THE socio-economic crisis bedevilling the country is untenable and demands that the two major political parties – Zanu-PF and the MDC Alliance – hammer some kind of deal that will help better the lot of citizens who are now burdened beyond measure by the two protagonists’ endless bickering, while the country is on fire.
The clergy has since the runup to the July 30, 2018 poll been pushing for dialogue and I hope both parties will see wisdom in that.

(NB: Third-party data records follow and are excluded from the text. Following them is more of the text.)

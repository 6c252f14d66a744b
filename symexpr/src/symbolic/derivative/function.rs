//! Symbolic derivatives of the functions in the [function registry](crate::funcs).

use crate::{error::Error, funcs, Expr};
use super::derive;
use tracing::trace;

/// Applies the chain rule to `name(arg)`: the derivative of the argument times the function's
/// derivative template, with the argument substituted for the placeholder.
pub(super) fn function_derivative(
    name: &str,
    arg: &Expr,
    var: &str,
    depth: usize,
) -> Result<Expr, Error> {
    let entry = funcs::lookup(name)?;
    let darg = derive(arg, var, depth + 1).map_err(|err| err.within(0))?;
    let outer = entry.derivative.substitute(funcs::PLACEHOLDER, arg);
    trace!(function = name, %outer, "chain rule");
    Ok(Expr::product(darg, outer))
}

There is an urgent need to inclusively map the way forward.
One thing for certain is that no single political party has the capacity to extricate the country from the current mess, which is why the church has seen wisdom in bringing the two parties to the negotiating table so that they hammer out some kind of deal.

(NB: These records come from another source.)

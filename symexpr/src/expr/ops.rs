//! Construction of expressions from arithmetic operators and plain values.
//!
//! There are two ways to turn a number into an expression, and they differ in when a bad number
//! is caught:
//!
//! - [`package`] checks the value up front and fails with [`InvalidOperand`].
//! - The operators, the named constructors on [`Expr`] and the `From` conversions never fail.
//!   A non-finite number becomes an [`Expr::Number`] as it is, and the failure is deferred to the
//!   operations that need a finite literal: [`Expr::evaluate`] fails with
//!   [`NonFiniteResult`](crate::error::kind::NonFiniteResult) and [`Expr::to_source`] fails with
//!   [`InvalidOperand`], both pointing at the offending node.

use crate::error::{kind::InvalidOperand, Error};
use std::ops::{Add, Div, Mul, Neg, Sub};
use super::Expr;

/// The largest integer magnitude that every `f64` can represent exactly (`2^53`).
const MAX_EXACT_INT: u64 = 1 << 53;

/// A value that can be normalized into an [`Expr`].
///
/// Expressions pass through unchanged and numbers are wrapped into [`Expr::Number`]. Numbers that
/// cannot become a well-defined literal, such as `NaN` or integers too large to be represented
/// exactly as an `f64`, are rejected.
pub trait Package {
    /// Normalizes the value into an expression.
    fn package(self) -> Result<Expr, Error>;
}

/// Normalizes the given value into an [`Expr`]. See [`Package`] for details.
///
/// ```
/// use symexpr::{error::kind::InvalidOperand, expr::package, Expr};
///
/// assert_eq!(package(2).unwrap(), Expr::Number(2.0));
/// assert!(package(f64::NAN).unwrap_err().is::<InvalidOperand>());
/// ```
pub fn package(value: impl Package) -> Result<Expr, Error> {
    value.package()
}

impl Package for Expr {
    fn package(self) -> Result<Expr, Error> {
        Ok(self)
    }
}

impl Package for &Expr {
    fn package(self) -> Result<Expr, Error> {
        Ok(self.clone())
    }
}

impl Package for f64 {
    fn package(self) -> Result<Expr, Error> {
        if self.is_finite() {
            Ok(Expr::Number(self))
        } else {
            Err(Error::new(InvalidOperand {
                value: self.to_string(),
                reason: "literal numbers must be finite",
            }))
        }
    }
}

impl Package for f32 {
    fn package(self) -> Result<Expr, Error> {
        f64::from(self).package()
    }
}

/// Integers that always fit in an `f64` without loss.
macro_rules! package_exact {
    ($($ty:ty),* $(,)?) => {
        $(
            impl Package for $ty {
                fn package(self) -> Result<Expr, Error> {
                    Ok(Expr::Number(f64::from(self)))
                }
            }
        )*
    };
}

/// Integers that only fit in an `f64` if their magnitude is at most `2^53`.
macro_rules! package_checked {
    ($($ty:ty),* $(,)?) => {
        $(
            impl Package for $ty {
                fn package(self) -> Result<Expr, Error> {
                    if (self as i128).unsigned_abs() <= MAX_EXACT_INT as u128 {
                        Ok(Expr::Number(self as f64))
                    } else {
                        Err(Error::new(InvalidOperand {
                            value: self.to_string(),
                            reason: "integers larger than 2^53 cannot be represented exactly",
                        }))
                    }
                }
            }
        )*
    };
}

package_exact!(i8, i16, i32, u8, u16, u32);
package_checked!(i64, u64, isize, usize);

impl From<f64> for Expr {
    fn from(n: f64) -> Self {
        Self::Number(n)
    }
}

impl From<i32> for Expr {
    fn from(n: i32) -> Self {
        Self::Number(f64::from(n))
    }
}

impl From<&Expr> for Expr {
    fn from(expr: &Expr) -> Self {
        expr.clone()
    }
}

/// Implements a binary operator for [`Expr`] and `&Expr` with any right-hand side convertible
/// into an [`Expr`], and for numeric left-hand sides.
macro_rules! binary_op {
    ($($trait:ident $method:ident => $build:path),* $(,)?) => {
        $(
            impl<T: Into<Expr>> $trait<T> for Expr {
                type Output = Expr;

                fn $method(self, rhs: T) -> Expr {
                    $build(self, rhs)
                }
            }

            impl<T: Into<Expr>> $trait<T> for &Expr {
                type Output = Expr;

                fn $method(self, rhs: T) -> Expr {
                    $build(self.clone(), rhs)
                }
            }

            impl $trait<Expr> for f64 {
                type Output = Expr;

                fn $method(self, rhs: Expr) -> Expr {
                    $build(self, rhs)
                }
            }

            impl $trait<Expr> for i32 {
                type Output = Expr;

                fn $method(self, rhs: Expr) -> Expr {
                    $build(self, rhs)
                }
            }
        )*
    };
}

/// `lhs + rhs` as a two-operand sum.
fn sum_of(lhs: impl Into<Expr>, rhs: impl Into<Expr>) -> Expr {
    Expr::Sum(vec![lhs.into(), rhs.into()])
}

binary_op! {
    Add add => sum_of,
    Sub sub => Expr::difference,
    Mul mul => Expr::product,
    Div div => Expr::quotient,
}

impl Neg for Expr {
    type Output = Expr;

    fn neg(self) -> Expr {
        Expr::negative(self)
    }
}

impl Neg for &Expr {
    type Output = Expr;

    fn neg(self) -> Expr {
        Expr::negative(self.clone())
    }
}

Although MDC Alliance leader Nelson Chamisa has insisted that he will not be lured into that kind of deal which will virtually have him “swallowed” by Zanu-PF, he must be reminded that, of course, his life will go on comfortably, but the majority of his supporters will pay a huge price for whatever is going on, which makes concession a better devil.
One thing that is clear is that all the problems we are experiencing are a result of the ongoing political contestation between President Emmerson Mnangagwa and his nemesis Chamisa – and we cannot afford to let this continue for the next five years because dark days are beckoning.
Just after the elections, the Zimbabwe Council of Churches called on the MDC Alliance, which had been aggrieved by the election results, to seek recourse in the courts of law.
Chamisa and his MDC Alliance party duly submitted themselves to the constitutional process, which means they are duty-bound, in the same breath, to embrace the outcome of that process.
The welfare of the people of Zimbabwe must be foremost in the minds of politicians rather than their own parochial interests.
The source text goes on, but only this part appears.